Stored data entries:

********************

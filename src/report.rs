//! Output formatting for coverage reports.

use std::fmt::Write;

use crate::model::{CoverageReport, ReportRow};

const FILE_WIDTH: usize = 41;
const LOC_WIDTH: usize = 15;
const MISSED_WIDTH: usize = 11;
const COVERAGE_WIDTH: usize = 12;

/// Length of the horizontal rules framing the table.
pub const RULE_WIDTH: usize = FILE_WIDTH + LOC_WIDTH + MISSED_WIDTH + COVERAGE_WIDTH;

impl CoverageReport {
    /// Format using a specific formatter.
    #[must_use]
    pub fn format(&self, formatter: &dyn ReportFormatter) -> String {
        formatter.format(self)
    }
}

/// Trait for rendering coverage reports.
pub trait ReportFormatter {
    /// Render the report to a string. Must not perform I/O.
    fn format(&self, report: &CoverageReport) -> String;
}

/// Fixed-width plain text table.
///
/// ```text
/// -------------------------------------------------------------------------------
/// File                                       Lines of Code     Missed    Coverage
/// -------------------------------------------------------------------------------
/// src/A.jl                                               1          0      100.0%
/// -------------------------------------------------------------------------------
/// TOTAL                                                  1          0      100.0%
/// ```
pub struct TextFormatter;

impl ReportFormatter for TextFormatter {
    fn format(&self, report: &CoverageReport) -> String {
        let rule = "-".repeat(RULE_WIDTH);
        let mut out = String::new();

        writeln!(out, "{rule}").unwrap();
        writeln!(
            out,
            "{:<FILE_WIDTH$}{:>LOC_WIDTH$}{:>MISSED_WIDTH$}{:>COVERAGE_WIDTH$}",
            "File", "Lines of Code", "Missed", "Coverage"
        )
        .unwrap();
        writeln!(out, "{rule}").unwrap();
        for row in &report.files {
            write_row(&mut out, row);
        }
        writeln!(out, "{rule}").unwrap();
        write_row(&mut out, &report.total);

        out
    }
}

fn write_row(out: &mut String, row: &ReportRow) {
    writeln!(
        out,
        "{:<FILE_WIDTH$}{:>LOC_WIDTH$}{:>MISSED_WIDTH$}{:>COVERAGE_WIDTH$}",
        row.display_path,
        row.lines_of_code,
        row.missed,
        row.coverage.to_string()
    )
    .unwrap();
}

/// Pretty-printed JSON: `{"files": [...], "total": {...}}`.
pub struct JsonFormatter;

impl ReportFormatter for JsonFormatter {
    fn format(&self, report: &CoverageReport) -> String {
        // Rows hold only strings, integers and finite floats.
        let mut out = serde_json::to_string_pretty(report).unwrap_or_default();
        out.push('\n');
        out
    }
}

********************

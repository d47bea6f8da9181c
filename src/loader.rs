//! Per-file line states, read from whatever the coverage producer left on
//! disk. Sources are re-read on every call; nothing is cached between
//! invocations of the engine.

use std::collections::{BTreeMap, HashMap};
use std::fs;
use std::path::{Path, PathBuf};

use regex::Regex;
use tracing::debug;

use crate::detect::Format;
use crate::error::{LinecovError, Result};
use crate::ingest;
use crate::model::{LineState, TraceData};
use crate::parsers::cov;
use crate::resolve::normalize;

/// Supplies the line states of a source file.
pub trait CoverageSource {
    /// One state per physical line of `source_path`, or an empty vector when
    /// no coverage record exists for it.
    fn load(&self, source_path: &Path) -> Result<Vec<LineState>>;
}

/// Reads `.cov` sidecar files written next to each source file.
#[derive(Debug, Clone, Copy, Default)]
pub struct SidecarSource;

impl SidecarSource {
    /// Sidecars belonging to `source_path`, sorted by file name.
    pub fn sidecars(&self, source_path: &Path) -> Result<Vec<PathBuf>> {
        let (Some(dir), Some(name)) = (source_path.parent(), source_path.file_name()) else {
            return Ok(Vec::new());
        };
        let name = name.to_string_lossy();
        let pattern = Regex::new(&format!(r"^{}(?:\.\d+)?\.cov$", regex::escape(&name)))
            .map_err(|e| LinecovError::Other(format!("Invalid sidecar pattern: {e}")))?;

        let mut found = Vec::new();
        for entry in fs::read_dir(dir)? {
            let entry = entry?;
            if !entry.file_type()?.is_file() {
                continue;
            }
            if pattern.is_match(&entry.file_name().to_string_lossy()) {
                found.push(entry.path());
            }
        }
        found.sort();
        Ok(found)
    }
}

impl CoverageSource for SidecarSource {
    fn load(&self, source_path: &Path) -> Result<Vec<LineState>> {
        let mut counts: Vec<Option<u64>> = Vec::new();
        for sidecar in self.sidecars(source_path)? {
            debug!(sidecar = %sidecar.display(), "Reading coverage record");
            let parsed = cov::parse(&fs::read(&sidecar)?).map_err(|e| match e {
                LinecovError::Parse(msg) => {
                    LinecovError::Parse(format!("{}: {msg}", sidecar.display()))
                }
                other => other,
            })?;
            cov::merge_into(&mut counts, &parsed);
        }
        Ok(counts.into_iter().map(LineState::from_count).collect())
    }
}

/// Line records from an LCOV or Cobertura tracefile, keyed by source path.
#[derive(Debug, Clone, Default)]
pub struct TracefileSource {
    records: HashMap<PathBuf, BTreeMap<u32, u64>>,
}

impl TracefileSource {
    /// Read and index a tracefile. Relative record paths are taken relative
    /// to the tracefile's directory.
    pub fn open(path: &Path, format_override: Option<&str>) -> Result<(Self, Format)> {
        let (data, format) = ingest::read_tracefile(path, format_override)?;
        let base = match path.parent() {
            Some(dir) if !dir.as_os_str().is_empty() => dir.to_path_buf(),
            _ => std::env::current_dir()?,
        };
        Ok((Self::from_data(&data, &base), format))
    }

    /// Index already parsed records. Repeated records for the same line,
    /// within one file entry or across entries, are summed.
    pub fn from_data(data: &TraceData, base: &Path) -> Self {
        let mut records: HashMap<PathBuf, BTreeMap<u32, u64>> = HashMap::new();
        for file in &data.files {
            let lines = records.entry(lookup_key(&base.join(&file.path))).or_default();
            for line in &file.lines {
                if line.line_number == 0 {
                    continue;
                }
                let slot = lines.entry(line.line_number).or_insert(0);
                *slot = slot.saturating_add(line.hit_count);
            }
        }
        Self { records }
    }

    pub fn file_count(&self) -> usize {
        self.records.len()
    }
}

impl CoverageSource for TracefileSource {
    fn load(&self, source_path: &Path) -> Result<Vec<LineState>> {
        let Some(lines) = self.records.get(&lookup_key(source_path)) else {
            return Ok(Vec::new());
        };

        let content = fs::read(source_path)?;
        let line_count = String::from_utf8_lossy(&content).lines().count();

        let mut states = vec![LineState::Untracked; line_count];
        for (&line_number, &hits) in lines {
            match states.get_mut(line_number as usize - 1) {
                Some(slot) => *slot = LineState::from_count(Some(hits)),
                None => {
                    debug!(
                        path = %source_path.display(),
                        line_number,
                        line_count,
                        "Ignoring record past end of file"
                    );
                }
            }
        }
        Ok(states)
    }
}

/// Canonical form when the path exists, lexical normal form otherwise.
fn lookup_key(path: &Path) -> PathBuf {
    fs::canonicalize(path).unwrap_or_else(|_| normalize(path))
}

********************

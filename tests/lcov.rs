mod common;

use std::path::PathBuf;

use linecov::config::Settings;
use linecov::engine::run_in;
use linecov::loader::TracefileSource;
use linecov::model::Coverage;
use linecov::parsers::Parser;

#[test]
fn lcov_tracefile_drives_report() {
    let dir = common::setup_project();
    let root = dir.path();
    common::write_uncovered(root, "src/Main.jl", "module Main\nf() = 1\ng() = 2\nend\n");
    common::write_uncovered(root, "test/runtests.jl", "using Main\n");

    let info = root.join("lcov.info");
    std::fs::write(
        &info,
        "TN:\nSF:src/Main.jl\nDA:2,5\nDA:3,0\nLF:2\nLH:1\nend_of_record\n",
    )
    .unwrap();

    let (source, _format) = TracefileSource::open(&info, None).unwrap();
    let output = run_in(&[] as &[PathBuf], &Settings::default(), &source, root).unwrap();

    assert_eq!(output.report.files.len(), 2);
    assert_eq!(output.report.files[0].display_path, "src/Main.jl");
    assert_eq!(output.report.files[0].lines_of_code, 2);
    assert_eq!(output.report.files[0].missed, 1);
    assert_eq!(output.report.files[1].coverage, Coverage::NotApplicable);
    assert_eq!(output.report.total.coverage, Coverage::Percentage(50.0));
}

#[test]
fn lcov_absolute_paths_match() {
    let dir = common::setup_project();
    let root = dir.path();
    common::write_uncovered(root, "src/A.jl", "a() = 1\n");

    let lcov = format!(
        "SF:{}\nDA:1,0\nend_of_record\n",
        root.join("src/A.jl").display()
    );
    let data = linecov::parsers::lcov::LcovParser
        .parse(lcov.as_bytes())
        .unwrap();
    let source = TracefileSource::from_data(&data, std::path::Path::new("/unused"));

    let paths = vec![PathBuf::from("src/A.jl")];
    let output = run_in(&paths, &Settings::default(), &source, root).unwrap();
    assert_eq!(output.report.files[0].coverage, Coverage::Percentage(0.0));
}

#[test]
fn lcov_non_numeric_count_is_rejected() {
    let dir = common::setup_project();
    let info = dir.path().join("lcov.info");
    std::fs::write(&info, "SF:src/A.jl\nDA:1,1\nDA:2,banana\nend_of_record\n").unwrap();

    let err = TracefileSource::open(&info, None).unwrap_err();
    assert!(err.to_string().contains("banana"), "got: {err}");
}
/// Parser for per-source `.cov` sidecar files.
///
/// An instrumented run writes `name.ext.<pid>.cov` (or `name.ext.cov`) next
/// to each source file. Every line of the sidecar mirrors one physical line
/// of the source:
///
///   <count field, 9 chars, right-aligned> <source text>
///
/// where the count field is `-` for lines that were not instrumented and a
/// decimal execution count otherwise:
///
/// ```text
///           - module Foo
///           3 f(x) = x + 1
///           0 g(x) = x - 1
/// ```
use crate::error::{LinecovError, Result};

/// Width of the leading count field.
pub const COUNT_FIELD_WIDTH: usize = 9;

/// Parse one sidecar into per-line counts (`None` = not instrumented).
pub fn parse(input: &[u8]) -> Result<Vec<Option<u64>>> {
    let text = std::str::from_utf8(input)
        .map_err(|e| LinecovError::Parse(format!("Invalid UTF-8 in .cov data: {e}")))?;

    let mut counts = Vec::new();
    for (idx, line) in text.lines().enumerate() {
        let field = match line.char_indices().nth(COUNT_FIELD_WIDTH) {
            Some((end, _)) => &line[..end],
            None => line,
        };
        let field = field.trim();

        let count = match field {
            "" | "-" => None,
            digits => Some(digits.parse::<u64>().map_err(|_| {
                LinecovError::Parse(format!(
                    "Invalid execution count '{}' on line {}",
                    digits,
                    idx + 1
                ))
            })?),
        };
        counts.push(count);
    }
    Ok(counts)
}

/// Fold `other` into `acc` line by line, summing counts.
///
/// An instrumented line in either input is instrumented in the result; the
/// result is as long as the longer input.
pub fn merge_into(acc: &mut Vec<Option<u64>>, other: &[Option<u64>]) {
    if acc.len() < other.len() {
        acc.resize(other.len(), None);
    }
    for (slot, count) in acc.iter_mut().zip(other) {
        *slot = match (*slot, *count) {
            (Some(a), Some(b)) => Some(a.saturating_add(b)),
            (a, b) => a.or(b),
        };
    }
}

********************

**Exercise details**
For the records given here, say how many lines hold the string "ReportFormatter", with no further words.

**Task solution**
4